A revamp of Education System is needed

19 11 2011

Why The Bad English?

 Hantu Laut
    • Why is he so adamant to get rid of English in PPSMI in spite of overwhelming demand from the people, particularly parents, to continue teaching the subjects in English.
    • Should one man be allowed to dictate his will on the whole nation and the future generations?
    • Muhyiddin finally revealed that the Prime Minister is in the know and has given his assent to make the change.
    • If Najib and his cabinet think they could win the hearts of the people, particularly the Malays, by this politically motivated decision, they are making a big mistake.Some lazy educationists must have fed them wrong information.
    • Former Prime Minister Tun Mahathir Mohammad had asked Najib to overrule Muhyiddin and put the issue to a referendum.
    • The claim that the standard of education has gone down because of using English as a medium in Maths and Science does not make sense and is hard to believe. The government should publish data to convince the people that what it claimed is true.

    Why the bad English?

    New Straits Times 20293165.html
    Sunday, Aug 07, 2011

    By Rizalman Hammim

    LABIS – Are teachers incompetent, or school books unsuitable?
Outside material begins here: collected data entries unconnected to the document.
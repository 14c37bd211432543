use futures::FutureExt;
use futures::future::BoxFuture;

use crate::github::GitHubClient;
use crate::tools::error::ToolError;
use crate::tools::params::ParameterBag;
use crate::types::{Owner, RepositoryName, ResultEnvelope};

pub const OWNER_PARAM: &str = "owner";
pub const REPO_PARAM: &str = "repo";

/// Handler for `get_repo_issues`
pub fn get_repo_issues<'a>(
    github_client: &'a GitHubClient,
    parameters: &'a ParameterBag,
) -> BoxFuture<'a, Result<ResultEnvelope, ToolError>> {
    async move {
        let owner = Owner::from(parameters.require(OWNER_PARAM)?);
        let repo = RepositoryName::from(parameters.require(REPO_PARAM)?);

        let issues = github_client.list_repository_issues(&owner, &repo).await?;
        tracing::debug!("get_repo_issues {}/{} returned {} issues", owner, repo, issues.len());

        Ok(ResultEnvelope::Issues(issues))
    }
    .boxed()
}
    The Education Ministry will look at these factors to determine why students continue to have a poor grasp of the English language.

    Deputy Prime Minister Tan Sri Muhyiddin Yassin, who is also education minister, said the ministry would review the curriculum with regard to the teaching of English as well as identify the reasons behind students’ poor command of the language.

    Muhyiddin said even after learning the language for 13 years at primary, secondary and matriculation levels, some students still could not master English.

    “I have no answers for this problem. I will ask the (Education) director-general to review the English curriculum to find out the reasons behind the problem.

    “Is it because the teachers are not competent or there are not enough teachers, or because the books are not suitable? We can’t ignore this anymore.” He said this during his visit to SMK Maokil here yesterday.

    Present were Deputy Minister in the Prime Minister’s Department Datuk Ahmad Maslan, Bukit Serampang assemblyman Tahir Taat and school principal Noor Hashimah Hassan.

    He said many parents were worried when the ministry changed its policy from the Teaching of Mathematics and Science in English (PPSMI) to the Upholding the Malay Language, Strengthening Command of English (MBMMBI) policy.

    “They were concerned that English would be ignored and considered as unimportant.

    “This is a wrong assumption.

    As the education minister, I have always stressed the importance of mastering English as a second language as it is a language for international trade.” He said students must be given the opportunity and exposure to speak and understand both languages.

    During the visit, Muhyiddin presented awards to the school’s top Sijil Pelajaran Malaysia students of last year.

    • If the standard has gone down it is the fault of the government, not the students or teachers.If you don’t provide them with proper tools how can you expect them to do well? Bad teachers make bad students.
    • “Seperti tikus memperbaiki labu” Why after 13 years of learning English students still can master the language? Are Malaysians that stupid? As they say “you pay peanuts you get monkeys” The answer is because you employed incompetent teachers who themselves are poor in English.
    • The whole education system is screwed up and should be revamped.English should be made compulsory subject at least two years before leaving primary level if the government is serious to make Malaysians proficient in the language.
    • If our coloniser can do it why can’t this government.During the colonial days, if you are from Malay or Chinese medium primary school you have to attend two years of “bridge class” before going to English medium secondary school.It teaches you the basic workings of the English language and prepares you for the secondary level.
    • The government have to invest time and money to make it successful, not simply give in to some myopic and incompetent educationists who prefer to take the easy way out. Just like a business if you don’t invest there would not be profit.
    • Bigger budget should be allocated to education to make the programme successful. What’s the point of building nice looking schools that churned out under-achievers and mediocre students.
    • Speak to some of our local graduates in English and judge for yourself how emasculated the education system is.
    • The government is taking a defeatist attitude and the biggest losers would be the Malays. This is akin to keeping the Malays under the “tempurong.” The future generations would lose out in the job market. Forever, the Malays would be confined to working for the government and GLCs.
    • Some Malay parents are so disillusioned with the system they prefer to send their children to Chinese vernacular schools where, if they already know English, pick up a third language, Mandarin.
    • Unlike, majority of Chinese and Indians the Malays in rural areas do not have the means to send their children to private tuition.
    • It falls on the government to provide the best education for its citizens, particularly the less fortunate, which is a future investment for the nation.
    • Should we allow 10 or so people decide the future of our children? Do we want a knowledgeable society or one mired in ignorance?
    • A referendum is one way of going to the people but it would incur unnecessary costs. It would be cheaper and faster to bring it to Parliament and let the parliamentarians vote on the issue.